▸ YOUR TASK:
Produce an exact copy of the first line of the data below and each line after it, please, up to and including the one with "self.body = Some(serde_json::to_value(body)?);".

= = = = =

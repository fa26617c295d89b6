use reqwest::Method;
use serde::Serialize;
use serde_json::Value as JsonValue;

use crate::error::Error;

/// Description of an outbound call.
///
/// The gateway builds a fresh HTTP request from this on every attempt, so
/// the retry after a refresh replays exactly what the first attempt sent.
#[derive(Debug, Clone, PartialEq)]
pub struct ApiRequest {
    pub(crate) method: Method,
    pub(crate) path: String,
    pub(crate) query: Vec<(String, String)>,
    pub(crate) body: Option<JsonValue>,
}

impl ApiRequest {
    #[must_use]
    pub fn new(method: Method, path: impl Into<String>) -> Self {
        Self {
            method,
            path: path.into(),
            query: Vec::new(),
            body: None,
        }
    }

    #[must_use]
    pub fn get(path: impl Into<String>) -> Self {
        Self::new(Method::GET, path)
    }

    #[must_use]
    pub fn post(path: impl Into<String>) -> Self {
        Self::new(Method::POST, path)
    }

    #[must_use]
    pub fn put(path: impl Into<String>) -> Self {
        Self::new(Method::PUT, path)
    }

    #[must_use]
    pub fn patch(path: impl Into<String>) -> Self {
        Self::new(Method::PATCH, path)
    }

    #[must_use]
    pub fn delete(path: impl Into<String>) -> Self {
        Self::new(Method::DELETE, path)
    }

    /// Append a query parameter.
    #[must_use]
    pub fn query(mut self, key: impl Into<String>, value: impl ToString) -> Self {
        self.query.push((key.into(), value.to_string()));
        self
    }

    /// Set a JSON body.
    ///
    /// # Errors
    ///
    /// Returns [`Error::Json`] if `body` cannot be serialized.
    pub fn json<T: Serialize + ?Sized>(mut self, body: &T) -> Result<Self, Error> {
        self.body = Some(serde_json::to_value(body)?);
        Ok(self)
    }

    #[must_use]
    pub fn method(&self) -> &Method {
        &self.method
    }

    #[must_use]
    pub fn path(&self) -> &str {
        &self.path
    }

    /// `"GET /rfps"` style label used in logs and errors.
    #[must_use]
    pub fn operation(&self) -> String {
        format!("{} {}", self.method, self.path)
    }
}

/// Which dispatch of a request this is.
///
/// Only the first attempt may lead to a refresh; the retry is terminal.
#[derive(Debug, Clone, Copy, PartialEq, Eq)]
pub(crate) enum Attempt {
    First,
    Retry,
}

impl Attempt {
    pub(crate) fn as_str(self) -> &'static str {
        match self {
            Self::First => "first",
            Self::Retry => "retry",
        }
    }
}
use crate::auth::AuthContext;
use crate::session::AuthStatus;
use crate::types::Role;

/// View shown when the user's role may not open a page.
pub const UNAUTHORIZED_PATH: &str = "/unauthorized";

/// Route gating decision.
#[derive(Debug, Clone, Copy, PartialEq, Eq)]
pub enum Access {
    /// Session state is still being resolved; render a placeholder.
    Pending,
    Allow,
    RedirectToLogin,
    /// Signed in, but with the wrong role.
    Forbidden,
}

impl Access {
    /// Where to navigate for this decision, if anywhere.
    #[must_use]
    pub fn redirect<'a>(self, login_path: &'a str) -> Option<&'a str> {
        match self {
            Self::RedirectToLogin => Some(login_path),
            Self::Forbidden => Some(UNAUTHORIZED_PATH),
            Self::Pending | Self::Allow => None,
        }
    }
}

/// Decide whether a view requiring `required` (or just a session, when
/// `None`) may be shown.
#[must_use]
pub fn check(status: &AuthStatus, is_loading: bool, required: Option<Role>) -> Access {
    match status {
        AuthStatus::Authenticating => Access::Pending,
        _ if is_loading => Access::Pending,
        AuthStatus::Anonymous | AuthStatus::Expired => Access::RedirectToLogin,
        AuthStatus::Authenticated(user) => match required {
            Some(role) if role != user.role => Access::Forbidden,
            _ => Access::Allow,
        },
    }
}

/// Landing dashboard for a role.
#[must_use]
pub fn dashboard_for(role: Role) -> &'static str {
    match role {
        Role::Buyer => "/buyer",
        Role::Supplier => "/supplier",
    }
}

impl AuthContext {
    /// Gate a view on the current session.
    #[must_use]
    pub fn access(&self, required: Option<Role>) -> Access {
        check(&self.status(), self.is_loading(), required)
    }
}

= = = = =

▸ RESPONSE BELOW:
repository fa26617c295d89b6
use reqwest::Method;
use serde::Serialize;
use serde_json::Value as JsonValue;

use crate::error::Error;

/// Description of an outbound call.
///
/// The gateway builds a fresh HTTP request from this on every attempt, so
/// the retry after a refresh replays exactly what the first attempt sent.
#[derive(Debug, Clone, PartialEq)]
pub struct ApiRequest {
    pub(crate) method: Method,
    pub(crate) path: String,
    pub(crate) query: Vec<(String, String)>,
    pub(crate) body: Option<JsonValue>,
}

impl ApiRequest {
    #[must_use]
    pub fn new(method: Method, path: impl Into<String>) -> Self {
        Self {
            method,
            path: path.into(),
            query: Vec::new(),
            body: None,
        }
    }

    #[must_use]
    pub fn get(path: impl Into<String>) -> Self {
        Self::new(Method::GET, path)
    }

    #[must_use]
    pub fn post(path: impl Into<String>) -> Self {
        Self::new(Method::POST, path)
    }

    #[must_use]
    pub fn put(path: impl Into<String>) -> Self {
        Self::new(Method::PUT, path)
    }

    #[must_use]
    pub fn patch(path: impl Into<String>) -> Self {
        Self::new(Method::PATCH, path)
    }

    #[must_use]
    pub fn delete(path: impl Into<String>) -> Self {
        Self::new(Method::DELETE, path)
    }

    /// Append a query parameter.
    #[must_use]
    pub fn query(mut self, key: impl Into<String>, value: impl ToString) -> Self {
        self.query.push((key.into(), value.to_string()));
        self
    }

    /// Set a JSON body.
    ///
    /// # Errors
    ///
    /// Returns [`Error::Json`] if `body` cannot be serialized.
    pub fn json<T: Serialize + ?Sized>(mut self, body: &T) -> Result<Self, Error> {
        self.body = Some(serde_json::to_value(body)?);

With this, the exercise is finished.